O CDC informou ao Projeto Comprova que, até o momento, "não observou nenhum relato de morte após a vacinação com imunizantes de mRNA em que o curso clínico ou os achados da autópsia fornecem evidências claras de que a morte pode ser atribuída à miocardite associada à vacina". Os imunizantes da Pfizer e da Moderna, que utilizam a tecnologia de mRNA (RNA mensageiro), são os únicos aprovados para vacinar crianças e adolescentes nos Estados Unidos.
"Vários estudos e revisões de dados de sistemas de monitoramento de segurança de vacinas continuam mostrando que as vacinas são seguras", ressaltou o CDC. O órgão reforça que os relatos presentes no Vaers, inclusive de óbitos, não significam que uma vacina causou um problema de saúde.
Taxa de mortalidade. O segundo argumento enganoso é uma interpretação errônea das taxas de mortalidade descritas em um relatório do ONS (Escritório Nacional de Estatísticas do Reino Unido). O erro foi publicado inicialmente no site britânico The Exposé, com uma reportagem que dizia que a taxa de mortalidade a cada 100.000 crianças não vacinadas entre 10 a 14 anos era de 4,58, e a de crianças vacinadas com menos de 21 dias após a segunda dose, dessa mesma faixa etária, era de 238,37 — número 52 vezes maior.

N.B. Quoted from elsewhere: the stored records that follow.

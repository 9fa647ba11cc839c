//! Shared helper utilities for factory methods.

use sea_orm::{DatabaseConnection, DbErr};

use crate::{
    factory::course::CourseFactory,
    fixture::course::{date, SAMPLE_CATALOG},
};

/// Counter for generating unique values in tests.
static COUNTER: std::sync::atomic::AtomicU64 = std::sync::atomic::AtomicU64::new(1);

/// Gets the next unique counter value for test data.
///
/// # Returns
/// - `u64` - Next unique counter value
pub fn next_id() -> u64 {
    COUNTER.fetch_add(1, std::sync::atomic::Ordering::SeqCst)
}

/// Inserts the six sample courses in catalog order.
///
/// In a fresh table the returned courses have IDs 1 through 6.
///
/// # Returns
/// - `Ok(Vec<entity::course::Model>)` - Inserted courses in catalog order
/// - `Err(DbErr)` - Database error during insert
pub async fn create_sample_catalog(
    db: &DatabaseConnection,
) -> Result<Vec<entity::course::Model>, DbErr> {
    let mut courses = Vec::with_capacity(SAMPLE_CATALOG.len());

    for (name, start, end, lectures) in SAMPLE_CATALOG {
        let course = CourseFactory::new(db)
            .name(name)
            .start_date(date(start))
            .end_date(date(end))
            .lectures(lectures)
            .build()
            .await?;
        courses.push(course);
    }

    Ok(courses)
}
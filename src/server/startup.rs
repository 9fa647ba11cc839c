use axum::{http::HeaderValue, Router};
use tower_http::{cors::CorsLayer, trace::TraceLayer};
use tracing_subscriber::EnvFilter;

use crate::server::{
    config::Config,
    error::{config::ConfigError, AppError},
    router,
    state::AppState,
};

const DEFAULT_LOG_FILTER: &str = "courses=info,tower_http=info";

/// Installs the global tracing subscriber.
///
/// Uses `RUST_LOG` when it is set, otherwise falls back to info level for this crate
/// and the HTTP trace layer.
pub fn init_tracing() {
    let filter =
        EnvFilter::try_from_default_env().unwrap_or_else(|_| EnvFilter::new(DEFAULT_LOG_FILTER));

    tracing_subscriber::fmt().with_env_filter(filter).init();
}

/// Connects to the database and runs pending migrations.
///
/// Establishes a connection pool using the connection string from configuration,
/// then automatically runs all pending SeaORM migrations to ensure the `course`
/// table exists before any request is served.
///
/// # Arguments
/// - `config` - Application configuration containing the database URL
///
/// # Returns
/// - `Ok(DatabaseConnection)` - Connected database with migrations applied
/// - `Err(AppError)` - Failed to connect to database or run migrations
pub async fn connect_to_database(config: &Config) -> Result<sea_orm::DatabaseConnection, AppError> {
    use migration::{Migrator, MigratorTrait};
    use sea_orm::{ConnectOptions, Database};

    let mut opt = ConnectOptions::new(&config.database_url);
    opt.sqlx_logging(false);

    let db = Database::connect(opt).await?;

    Migrator::up(&db, None).await?;

    Ok(db)
}

/// Builds the CORS layer for the configured origin, if any.
///
/// # Returns
/// - `Ok(None)` - No origin configured, CORS headers are not emitted
/// - `Ok(Some(CorsLayer))` - Layer allowing the configured origin
/// - `Err(AppError)` - The origin is not a valid header value
pub fn cors_layer(config: &Config) -> Result<Option<CorsLayer>, AppError> {
    let Some(origin) = config.cors_allowed_origin.as_deref() else {
        return Ok(None);
    };

    let origin = HeaderValue::from_str(origin).map_err(|e| ConfigError::InvalidEnvVar {
        name: "CORS_ALLOWED_ORIGIN".to_string(),
        value: origin.to_string(),
        reason: e.to_string(),
    })?;

    Ok(Some(
        CorsLayer::new()
            .allow_origin(origin)
            .allow_methods(tower_http::cors::Any)
            .allow_headers(tower_http::cors::Any),
    ))
}

/// Assembles the full application: routes, state, request tracing and CORS.
pub fn build_app(state: AppState, config: &Config) -> Result<Router, AppError> {
    let app = router::router()
        .with_state(state)
        .layer(TraceLayer::new_for_http());

    Ok(match cors_layer(config)? {
        Some(cors) => app.layer(cors),
        None => app,
    })
}
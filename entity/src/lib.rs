//! SeaORM entities for the course catalog database.

pub mod prelude;

pub mod course;
use thiserror::Error;

/// Errors that can occur while setting up a test environment.
#[derive(Error, Debug)]
pub enum TestError {
    /// Connecting to the in-memory database or creating tables failed.
    #[error(transparent)]
    Database(#[from] sea_orm::DbErr),
}
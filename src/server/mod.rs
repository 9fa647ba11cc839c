//! Server-side API backend.
//!
//! The server follows a layered architecture:
//!
//! - **Controller Layer** (`controller/`) - HTTP request handlers and DTO conversion
//! - **Service Layer** (`service/`) - Maps missing rows and unique violations to API errors
//! - **Data Layer** (`data/`) - Database operations and entity-to-domain model conversion
//! - **Model Layer** (`model/`) - Domain models and validated operation parameters
//! - **Error Layer** (`error/`) - Application error types and problem document responses
//!
//! Supporting modules:
//!
//! - **Configuration** (`config`) - Environment-based application configuration
//! - **State** (`state`) - Shared application state
//! - **Startup** (`startup`) - Tracing, database connection and app assembly
//! - **Router** (`router`) - Route configuration and API documentation
//! - **Extractors** (`extract`) - Request extractors that reject with `AppError`
//!
//! # Request Flow
//!
//! 1. **Router** receives the request and routes it to a controller
//! 2. **Controller** converts the DTO into a validated param and calls the service
//! 3. **Service** calls the repository and maps absent rows to `NotFound`
//! 4. **Data** queries the database and converts entities to domain models
//! 5. **Controller** converts the domain model to a DTO and returns it

pub mod config;
pub mod controller;
pub mod data;
pub mod error;
pub mod extract;
pub mod model;
pub mod router;
pub mod service;
pub mod startup;
pub mod state;
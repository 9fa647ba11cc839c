//! Server-side domain models and operation parameters.
//!
//! These types sit between the HTTP DTOs in `crate::model` and the SeaORM entities.
//! Conversions to and from DTOs validate input; conversions from entities happen
//! only inside the data layer.

pub mod course;
//! Application state shared across all request handlers.
//!
//! This module defines the `AppState` struct which holds the shared resources needed
//! by the request handlers. The state is initialized once during startup and then
//! cloned for each request handler through Axum's state extraction.

use sea_orm::DatabaseConnection;

/// Application state containing shared resources and dependencies.
///
/// Cloning is cheap: `DatabaseConnection` is a connection pool and clones share
/// the same pool.
#[derive(Clone)]
pub struct AppState {
    /// Database connection pool for accessing persistent storage.
    pub db: DatabaseConnection,
}

impl AppState {
    /// Creates a new application state from an established database connection.
    ///
    /// # Arguments
    /// - `db` - Database connection pool
    ///
    /// # Returns
    /// - `AppState` - Initialized application state ready for use
    pub fn new(db: DatabaseConnection) -> Self {
        Self { db }
    }
}
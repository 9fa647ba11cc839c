use axum::http::Uri;

use crate::server::error::AppError;

/// Handler for requests that match no route.
pub async fn not_found(uri: Uri) -> AppError {
    AppError::NotFound(format!(
        "The requested URL {} was not found on the server",
        uri.path()
    ))
}

/// Handler for requests whose route exists but does not accept the method.
pub async fn method_not_allowed() -> AppError {
    AppError::MethodNotAllowed
}
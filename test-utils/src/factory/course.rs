//! Course factory for creating test course entities.
//!
//! This module provides factory methods for creating course rows with sensible
//! defaults. The factory supports customization through a builder pattern.

use chrono::{NaiveDate, Utc};
use sea_orm::{ActiveModelTrait, ActiveValue, DatabaseConnection, DbErr};

use crate::{
    factory::helpers::next_id,
    fixture::course::{date, DEFAULT_END_DATE, DEFAULT_LECTURES, DEFAULT_START_DATE},
};

/// Factory for creating test courses with customizable fields.
///
/// # Example
///
/// ```rust,ignore
/// use test_utils::factory::course::CourseFactory;
///
/// let course = CourseFactory::new(&db)
///     .name("Level one")
///     .start_date(date("2021-04-04"))
///     .build()
///     .await?;
/// ```
pub struct CourseFactory<'a> {
    db: &'a DatabaseConnection,
    name: String,
    start_date: NaiveDate,
    end_date: NaiveDate,
    lectures: i32,
}

impl<'a> CourseFactory<'a> {
    /// Creates a new CourseFactory with default values.
    ///
    /// Defaults:
    /// - name: `"Course {id}"` where id is auto-incremented, so names stay unique
    /// - start_date / end_date / lectures: the fixture defaults
    pub fn new(db: &'a DatabaseConnection) -> Self {
        let id = next_id();
        Self {
            db,
            name: format!("Course {}", id),
            start_date: date(DEFAULT_START_DATE),
            end_date: date(DEFAULT_END_DATE),
            lectures: DEFAULT_LECTURES,
        }
    }

    /// Sets the course name.
    pub fn name(mut self, name: impl Into<String>) -> Self {
        self.name = name.into();
        self
    }

    /// Sets the start date.
    pub fn start_date(mut self, start_date: NaiveDate) -> Self {
        self.start_date = start_date;
        self
    }

    /// Sets the end date.
    pub fn end_date(mut self, end_date: NaiveDate) -> Self {
        self.end_date = end_date;
        self
    }

    /// Sets the number of lectures.
    pub fn lectures(mut self, lectures: i32) -> Self {
        self.lectures = lectures;
        self
    }

    /// Builds and inserts the course entity into the database.
    ///
    /// # Returns
    /// - `Ok(entity::course::Model)` - Created course entity
    /// - `Err(DbErr)` - Database error during insert
    pub async fn build(self) -> Result<entity::course::Model, DbErr> {
        let now = Utc::now();
        entity::course::ActiveModel {
            id: ActiveValue::NotSet,
            name: ActiveValue::Set(self.name),
            start_date: ActiveValue::Set(self.start_date),
            end_date: ActiveValue::Set(self.end_date),
            lectures: ActiveValue::Set(self.lectures),
            created_at: ActiveValue::Set(now),
            updated_at: ActiveValue::Set(now),
        }
        .insert(self.db)
        .await
    }
}

/// Creates a course with default values.
///
/// Shorthand for `CourseFactory::new(db).build().await`.
pub async fn create_course(db: &DatabaseConnection) -> Result<entity::course::Model, DbErr> {
    CourseFactory::new(db).build().await
}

Essa interpretação, no entanto, é "altamente enganosa", segundo informou o ONS ao Aos Fatos. Na maior parte do período analisado, de 1º de janeiro a 31 de outubro de 2021, a vacinação contra Covid-19 era prioritária para crianças com doenças que poderiam ser agravadas pelo novo coronavírus. Essa informação, verificada em fevereiro pela Reuters, foi omitida pelo site britânico e pelo jornal irlandês.
"As taxas de mortalidade devem ser interpretadas com cuidado para crianças devido à forma como as crianças em risco foram priorizadas. Crianças e jovens clinicamente vulneráveis possuem taxas de mortalidades maiores do que aquelas sem comorbidade, e isso explica o motivo pelo qual crianças vacinadas têm uma taxa de mortalidade maior do que as não vacinadas", diz o escritório britânico.
No Reino Unido, crianças de 12 a 15 anos clinicamente vulneráveis e pessoas que vivem com pessoas imunocomprometidas foram as primeiras a serem vacinadas, em agosto de 2021. A vacina ainda não tinha sido oferecida a todas as crianças britânicas de 12 a 15 anos até setembro. As crianças de 5 a 11 anos, com comorbidades, começaram a ser vacinadas somente a partir de janeiro deste ano.
Dados mais recentes do ONS (de 1° de janeiro de 2021 a 31 de março de 2022) mostram que não houve óbitos pela Covid-19 entre crianças vacinadas com menos de 21 dias após a segunda dose. Já entre as que não receberam o imunizante, foram registradas 164 mortes. Em análise publicada em março deste ano, o ONS informou que não há evidências de que a vacinação tenha acelerado o número de óbitos relacionados a doenças cardíacas ou a qualquer outra causa, em jovens de 12 a 29 anos.